Health care workers at California hospitals and clinics that serve low-income patients are relieved but still wary after the collapse of the Senate Republican health care bill earlier this week.
The bill proposed deep funding cuts to Medicaid, which is called Medi-Cal in California and covers one out of three state residents.
A Congressional Budget Office (CBO) analysis predicted the latest version of the Senate bill would result in 15 million people losing insurance coverage next year and 22 million by 2026. But it would reduce the federal deficit by $420 billion.
There has also been discussion of reviving a bill to repeal the Affordable Care Act (ACA) outright, without a plan to replace it. But that could be difficult because the CBO estimated that “repeal only” would lead to a whopping 32 million Americans without insurance by 2026.
Medi-Cal in California
Since the implementation of the ACA and the subsequent expansion of who qualifies for Medi-Cal, safety-net providers across the state have increased their capacity to treat more patients, and have hired more staff and improved outreach programs and infrastructure. This growth is possible because clinics are getting more reimbursements for their work treating people who were uninsured before the ACA.
When the ACA was implemented, states were given the choice to expand Medicaid eligibility to those making less than 138 percent of the federal poverty level. California, along with 30 other states, adopted this expansion.
Here's How it Affects Real Californians:
- The number of people on Medi-Cal is 13.5 million as of January 2017. Of those, 3.8 million got this coverage through the ACA expansion.
- Half of California's kids are on Medi-Cal.
- One out of three California residents is on Medi-Cal.
- Medi-Cal covers 62 percent of seniors in nursing homes.
- The uninsured rate has dropped sharply. Before the ACA, 16 percent of Californians had no coverage. As of 2016, that number shrunk to 7.4 percent.
What Was on the Chopping Block
Both the House of Representatives' American Health Care Act (AHCA) and the Senate Republicans' Better Care Reconciliation Act (BCRA) proposed a hard annual limit on the amount of federal dollars Medi-Cal recipients would get, no matter how much treatment they would need.
Since Medi-Cal is funded by both the state and federal government, less federal money would compel states to either make up those dollars or make cuts to current programs. With the collapse of the BCRA, states won't need to think about those difficult decisions for the time being.
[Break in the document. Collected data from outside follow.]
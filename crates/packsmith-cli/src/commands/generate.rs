//! Generate command: scan a pack directory and write the manifest

use anyhow::Result;
use packsmith_core::manifest::{Generator, Report};
use tracing::info;

use super::types::Cli;

/// Run the generate command
///
/// # Errors
/// Returns an error if the source directory is invalid, a pack file
/// cannot be read, or the manifest cannot be written.
pub fn run(cli: &Cli) -> Result<Report> {
    info!("Generating manifest for {}", cli.dir.display());

    let mut generator = Generator::new(&cli.dir)
        .with_suffix(cli.pattern.as_str())
        .pretty(cli.pretty);
    if let Some(out) = &cli.out {
        generator = generator.with_output(out);
    }

    let report = generator.run()?;
    info!(
        "✓ Manifest complete: {} entries at {}",
        report.entry_count,
        report.out_path.display()
    );
    Ok(report)
}

#[cfg(test)]
mod tests;
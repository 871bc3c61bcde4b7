//! Manifest entry types and timestamp formatting

use std::collections::BTreeMap;
use std::time::SystemTime;

use chrono::{DateTime, Utc};
use serde::{Deserialize, Serialize};

/// The manifest: a mapping from pack filename to its metadata entry.
///
/// Keys iterate in lexicographic order, so serialization is stable
/// across runs of an unchanged directory.
pub type Manifest = BTreeMap<String, ManifestEntry>;

/// Metadata for a single pack file.
///
/// `version` and `sha256` carry the same digest: the loader appends
/// `version` to pack URLs as a cache-busting query parameter, while
/// `sha256` is kept under its own name for audits.
#[derive(Debug, Clone, PartialEq, Eq, Serialize, Deserialize)]
pub struct ManifestEntry {
    pub version: String,
    pub size: u64,
    pub mtime: String,
    pub sha256: String,
}

/// Format a modification time as UTC ISO 8601 with second precision.
///
/// Fractional seconds are truncated, not rounded, and the UTC offset is
/// rendered as the literal suffix `Z`.
pub(crate) fn format_mtime(mtime: SystemTime) -> String {
    let utc: DateTime<Utc> = mtime.into();
    utc.format("%Y-%m-%dT%H:%M:%SZ").to_string()
}
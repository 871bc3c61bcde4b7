//! Manifest tests
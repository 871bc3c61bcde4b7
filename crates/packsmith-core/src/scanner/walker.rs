//! File walker: Discovers pack files in a directory

use std::fs::{self, File};
use std::io::{self, Read};
use std::path::{Path, PathBuf};

use sha2::{Digest, Sha256};
use walkdir::WalkDir;

/// Read buffer size for streaming hashes. Bounds memory use per file.
const HASH_CHUNK_SIZE: usize = 1024 * 1024;

/// A pack file discovered during scanning
#[derive(Debug, Clone)]
pub struct PackFile {
    pub name: String,
    pub path: PathBuf,
}

impl PackFile {
    /// Compute the SHA-256 digest of the file contents as lowercase hex.
    ///
    /// The file is read in fixed-size chunks, so memory use is
    /// independent of file size. The handle is dropped before any read
    /// error propagates.
    ///
    /// # Errors
    /// Returns an error if the file cannot be opened or read.
    pub fn compute_hash(&self) -> io::Result<String> {
        let mut file = File::open(&self.path)?;
        let mut hasher = Sha256::new();
        let mut buf = vec![0u8; HASH_CHUNK_SIZE];
        loop {
            let n = file.read(&mut buf)?;
            if n == 0 {
                break;
            }
            hasher.update(&buf[..n]);
        }
        Ok(hex::encode(hasher.finalize()))
    }
}

/// Scanner for discovering pack files in a directory
#[derive(Debug)]
pub struct Scanner {
    root: PathBuf,
    suffix: String,
}

impl Scanner {
    /// Create a new scanner for the given pack directory
    #[must_use]
    pub fn new(root: impl Into<PathBuf>) -> Self {
        Self {
            root: root.into(),
            suffix: ".pck".to_string(),
        }
    }

    /// Filter to filenames ending with the given suffix.
    ///
    /// The match is a literal, case-sensitive tail comparison, not a
    /// glob: `"pck"` also matches a file named `notapck`.
    #[must_use]
    pub fn with_suffix(mut self, suffix: impl Into<String>) -> Self {
        self.suffix = suffix.into();
        self
    }

    /// Scan the directory and return matching files, sorted by name.
    ///
    /// Only the top level of the directory is listed. An entry is
    /// included when its name ends with the suffix and it stats as a
    /// regular file; the stat follows symlinks, so a link to a regular
    /// file counts. Directories, devices, and entries that cannot be
    /// statted are skipped silently.
    ///
    /// # Errors
    /// Returns an error if the directory listing itself fails.
    pub fn scan(&self) -> io::Result<Vec<PackFile>> {
        let mut files = Vec::new();
        for entry in WalkDir::new(&self.root)
            .min_depth(1)
            .max_depth(1)
            .sort_by_file_name()
        {
            let entry = entry.map_err(io::Error::from)?;
            let name = match entry.file_name().to_str() {
                Some(name) => name,
                None => continue,
            };
            if !name.ends_with(&self.suffix) {
                continue;
            }
            if fs::metadata(entry.path()).is_ok_and(|meta| meta.is_file()) {
                files.push(PackFile {
                    name: name.to_string(),
                    path: entry.path().to_path_buf(),
                });
            }
        }
        Ok(files)
    }

    /// Get the root directory being scanned
    #[must_use]
    pub fn root(&self) -> &Path {
        &self.root
    }
}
'The threat is still there for our patients'
Tiburcio Vasquez Health Center (TVHC) in Hayward and Union City, and Zuckerberg San Francisco General Hospital have traditionally served low-income patients, regardless of their ability to pay. Before the ACA, the majority of their patients were uninsured, but now that’s reversed, and most patients arrive with Medi-Cal coverage or private insurance purchased with ACA subsidies on Covered California.
Those additional insurance dollars have been the difference between scraping by and being able to make significant improvements.
"Safety-net delivery systems are traditionally very poorly resourced," said Dr. Alice Chen, chief medical officer for the San Francisco Health Network, an affiliate of Zuckerberg SF General. "We've invested the new revenues that have come in for Medicaid patients into improving our systems of care." She says her network has brought in $150 million in new revenues from the Medicaid expansion.
With those dollars, Chen says SF General, where she is based, has been implementing a new electronic health record system, and is working on initiatives to integrate mental and medical health and improve the patient's overall experience. Work like this, she says, wouldn't be possible without the additional resources from Medicaid dollars.
Medical students and residents at the University of California, San Francisco also said they were tentatively happy that it appears the ACA will remain in place. Dr. Emily Thomas is a UCSF resident who has been politically active since the 2016 election. She’s fighting to keep her patients insured through the ACA. She spoke to a crowd of doctors at SF General on Tuesday, explaining why she wanted the advocacy to continue.
“Even though the BCRA has collapsed at the Senate, the threat is still there for our patients,” Thomas said. “Our patients are still relying on everyone in this room to continue to advocate for their expanded access to care.”
Across the bay, at Tiburcio Vasquez Health Center, CEO David Vliet says his clinic has increased the number of patients it can serve due to the Medicaid expansion dollars. In addition to their existing clinics in Hayward, Union City and Fremont, health center administrators have built a $12 million facility with 22 exam rooms.
Regarding the additional Medicaid money, Vliet emphasized that "those dollars really do have a return on investment, in that when we are able to make sure that Mr. Smith or Mrs. Rodriguez doesn't show up in the ER with tooth pain, everyone in the community enjoys lower costs."
Vliet said now that changes to the ACA are on hold, he's temporarily relieved. But he will still continue to monitor what's happening in Washington, D.C. If the increased funding continues to flow through Medi-Cal, Vliet says he would like to continue to expand services over the next few years to even more residents in the East Bay. Even after all the growth, TVHC staffers are working at capacity. There are still patients in the community waiting to be seen.
Adding to his concern, there is a chance Senate Republicans will revive the stalled health plan and push it through, which is what happened this spring in the House of Representatives.